The rich cash flow position keeps the company on track to pursue growth opportunities, including acquisitions. A peek at the its recent history shows that the company has been a fan of inorganic growth or growth via acquisitions.
Timeline Of Recent Acquisitions
- January 2015: Alibaba bought into online marketing company AdChina.
- February 2015: Alibaba announces acquisition of a $590 million minority stake in the Chinese smartphone maker Meizu.
- April 2015: Alibaba clinched a deal to buy cinema-ticketing software provider Yueke Software for $134 million.
- October 2015: Alibaba announced its intention to enter the video market through its planned buy of Youku Tudou for $3.5 billion. The target company is akin to Alphabet Inc GOOG GOOGL's YouTube.
- December 2015: Alibaba bought South China Morning Post and other media assets of SCMP Group. The same month, Alibaba bought 33 million shares of Groupon Inc GRPN, corresponding to 5.6 percent stake.
- March 2016: Alibaba struck a deal to buy Hong Kong's AGTech Holdings for $308 million in a bid to get back to the lottery business. It was forced to wind up its lottery business in 2015, forced by government restrictions.
- April 2016: Alibaba inked a deal to buy Lazada, an e-commerce platform in Southeast Asia, for $1 billion. This is seen as a move to reduce its over-reliance on the domestic market, with the company's founder and chairman Jack Ma articulating the resolve to get at least one-half of its revenues from overseas.
- July 2016: Alibaba acquired Android app store Wandoujia, with reports estimating the deal value at $200 million.
- November 2016: Alibaba's Lazard subsidiary negotiated a $30 million to $40 million deal to buy Singapore-based RedMart. The union was supposed to beef up its position in Singapore ahead of Amazon.com, Inc. AMZN launching its Prime e-commerce service and grocery deliveries here. January 11, 2017: Alibaba along with the founder of Chinese department store and mall operator Intime announced an agreement to buy it for 2.4 billion euros, with the deal financed through internal cash and external debt financing. Alibaba already has a 27.82 percent stake in Intime, while Intime's founder Shen Guo Jun owns 9.17 percent stake.

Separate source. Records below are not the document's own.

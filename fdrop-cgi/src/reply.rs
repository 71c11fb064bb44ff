// -*- coding: utf-8 -*-
//
// Simple file drop
//
// Copyright (C) 2011-2024 Michael Büsch <m@bues.ch>
//
// Licensed under the Apache License version 2.0
// or the MIT license, at your option.
// SPDX-License-Identifier: Apache-2.0 OR MIT

use crate::pagegen::html_safe_escape;
use anyhow as ah;
use std::{
    fmt,
    io::{self, Write},
};

#[derive(Clone, Copy, PartialEq, Eq, Debug, Default)]
pub enum HttpStatus {
    #[default]
    Ok = 200,
    Created = 201,
    BadRequest = 400,
    Forbidden = 403,
    NotFound = 404,
    MethodNotAllowed = 405,
    Conflict = 409,
    BadGateway = 502,
}

impl From<HttpStatus> for u32 {
    fn from(status: HttpStatus) -> Self {
        status as Self
    }
}

impl fmt::Display for HttpStatus {
    fn fmt(&self, f: &mut fmt::Formatter<'_>) -> Result<(), fmt::Error> {
        let text = match self {
            Self::Ok => "Ok",
            Self::Created => "Created",
            Self::BadRequest => "Bad Request",
            Self::Forbidden => "Forbidden",
            Self::NotFound => "Not Found",
            Self::MethodNotAllowed => "Method Not Allowed",
            Self::Conflict => "Conflict",
            Self::BadGateway => "Bad Gateway",
        };
        write!(f, "{} {}", *self as u16, text)
    }
}

/// A complete CGI response.
#[derive(Clone, Debug, Default)]
pub struct Reply {
    status: HttpStatus,
    body: Vec<u8>,
}

impl Reply {
    pub fn new(status: HttpStatus, body: Vec<u8>) -> Self {
        Self { status, body }
    }

    pub fn internal_error(msg: &str) -> Self {
        let status = HttpStatus::BadGateway;
        let msg = html_safe_escape(msg);
        Self {
            status,
            body: format!(
                "<!DOCTYPE html>\n<html lang=\"en\">\n<body>\n<h1>{status}: {msg}</h1>\n</body>\n</html>\n"
            )
            .into_bytes(),
        }
    }

    pub fn status(&self) -> HttpStatus {
        self.status
    }

    pub fn body(&self) -> &[u8] {
        &self.body
    }

    /// Emit the response in the host's framing:
    /// The status code line, an empty line and the raw document.
    pub fn write_to(&self, w: &mut impl Write) -> io::Result<()> {
        write!(w, "{}\r\n\r\n", u32::from(self.status))?;
        w.write_all(&self.body)?;
        w.flush()
    }
}

impl From<ah::Result<Reply>> for Reply {
    fn from(reply: ah::Result<Reply>) -> Self {
        match reply {
            Ok(reply) => reply,
            Err(err) => Self::internal_error(&format!("{err}")),
        }
    }
}

#[cfg(test)]
mod tests {
    use super::*;

    #[test]
    fn test_framing() {
        let reply = Reply::new(HttpStatus::Created, b"<html></html>".to_vec());
        let mut out = Vec::new();
        reply.write_to(&mut out).unwrap();
        assert_eq!(out, b"201\r\n\r\n<html></html>");
    }

    #[test]
    fn test_status() {
        assert_eq!(u32::from(HttpStatus::MethodNotAllowed), 405);
        assert_eq!(u32::from(HttpStatus::BadGateway), 502);
        assert_eq!(HttpStatus::NotFound.to_string(), "404 Not Found");
        assert_eq!(Reply::default().status(), HttpStatus::Ok);
    }

    #[test]
    fn test_internal_error() {
        let reply: Reply = Err(ah::format_err!("broken <pipe>")).into();
        assert_eq!(reply.status(), HttpStatus::BadGateway);
        let body = String::from_utf8(reply.body().to_vec()).unwrap();
        assert!(body.contains("502 Bad Gateway: broken &lt;pipe&gt;"));
        assert!(!body.contains("<pipe>"));
    }
}

// vim: ts=4 sw=4 expandtab
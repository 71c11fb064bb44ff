// -*- coding: utf-8 -*-
//
// Simple file drop
//
// Copyright (C) 2011-2024 Michael Büsch <m@bues.ch>
//
// Licensed under the Apache License version 2.0
// or the MIT license, at your option.
// SPDX-License-Identifier: Apache-2.0 OR MIT

#![forbid(unsafe_code)]

mod cgi;
mod config;
mod delete;
mod fault;
mod formfields;
mod greet;
mod pagegen;
mod query;
mod reply;
mod request;
mod sidelog;
#[cfg(test)]
mod testutil;
mod upload;

use crate::{
    cgi::{Action, Cgi},
    reply::Reply,
};
use anyhow::{self as ah, Context as _};
use clap::{error::ErrorKind, Parser};
use std::{
    env,
    ffi::OsString,
    io::{self, Read},
    path::{Path, PathBuf},
};

#[derive(Parser, Debug, Clone)]
struct Opts {
    /// The action to run.
    /// Derived from the executable name, if not given.
    #[arg(value_enum)]
    action: Option<Action>,

    /// The configuration file.
    #[arg(long, default_value = "/opt/fdrop/etc/fdrop.conf")]
    config: PathBuf,
}

/// Handle one invocation with the command line [args].
///
/// A bad command line still produces a reply for the web server.
fn run(args: &[OsString], input: &mut impl Read) -> Reply {
    let opts = match Opts::try_parse_from(args) {
        Ok(opts) => opts,
        Err(e) if matches!(e.kind(), ErrorKind::DisplayHelp | ErrorKind::DisplayVersion) => {
            e.exit()
        }
        Err(e) => {
            eprintln!("Invalid command line: {e}");
            return Reply::internal_error("Invalid command line.");
        }
    };
    let action = opts.action.or_else(|| {
        args.first()
            .and_then(|exe| Action::from_exe_name(Path::new(exe)))
    });

    Cgi::new().run(action, &opts.config, input)
}

fn main() -> ah::Result<()> {
    let args: Vec<OsString> = env::args_os().collect();
    let reply = run(&args, &mut io::stdin().lock());
    reply
        .write_to(&mut io::stdout().lock())
        .context("Write CGI reply")?;
    Ok(())
}


// vim: ts=4 sw=4 expandtab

What You Can Glean From This Acquisition History
Going by these acquisitions, it is apparent that a mere one-trick pony cannot survive for long in the current competitive landscape. Companies that sense opportunities in integration (vertical/horizontal) or diversification into lucrative avenues and grab them with both hands are likely to emerge as standout performers.Alibaba had gone about a buying binge in 2014 surrounding its U.S. listing. At that time, the quest was for investing heavily in mobile, a key emerging growth area for the company.
In China, the wide array of acquisitions Alibaba had made make it a sine-qua-none for an average Chinese resident. Not content with its dominant online presence, the company had forayed into brick-and-mortar store operations with its Lazada buy, giving choices to customers. The global economy is evolving as a consumer-centric one, with customers driving companies to adapt and change to their taste, convenience and preferences.
Entertainment is another area raking in money for Alibaba. The recent quarterly results revealed that revenues from this business rose 273 percent, although accounting for a mere 8 percent of the total revenues. In February 2016, Alibaba picked up a 4 percent stake in South Korea's S.M. Entertainment, which boasts of artists such as EXO and Girl's Generation. The South China Morning Post buy marks the company's entry into traditional media. The company has also made a splash in the social networking space.
Alibaba's success with all these bloating up reflects the success of tech-driven consumption. Consumer spending is beginning to drive growth in China, as the economy moves away from exports to domestic-demand driven.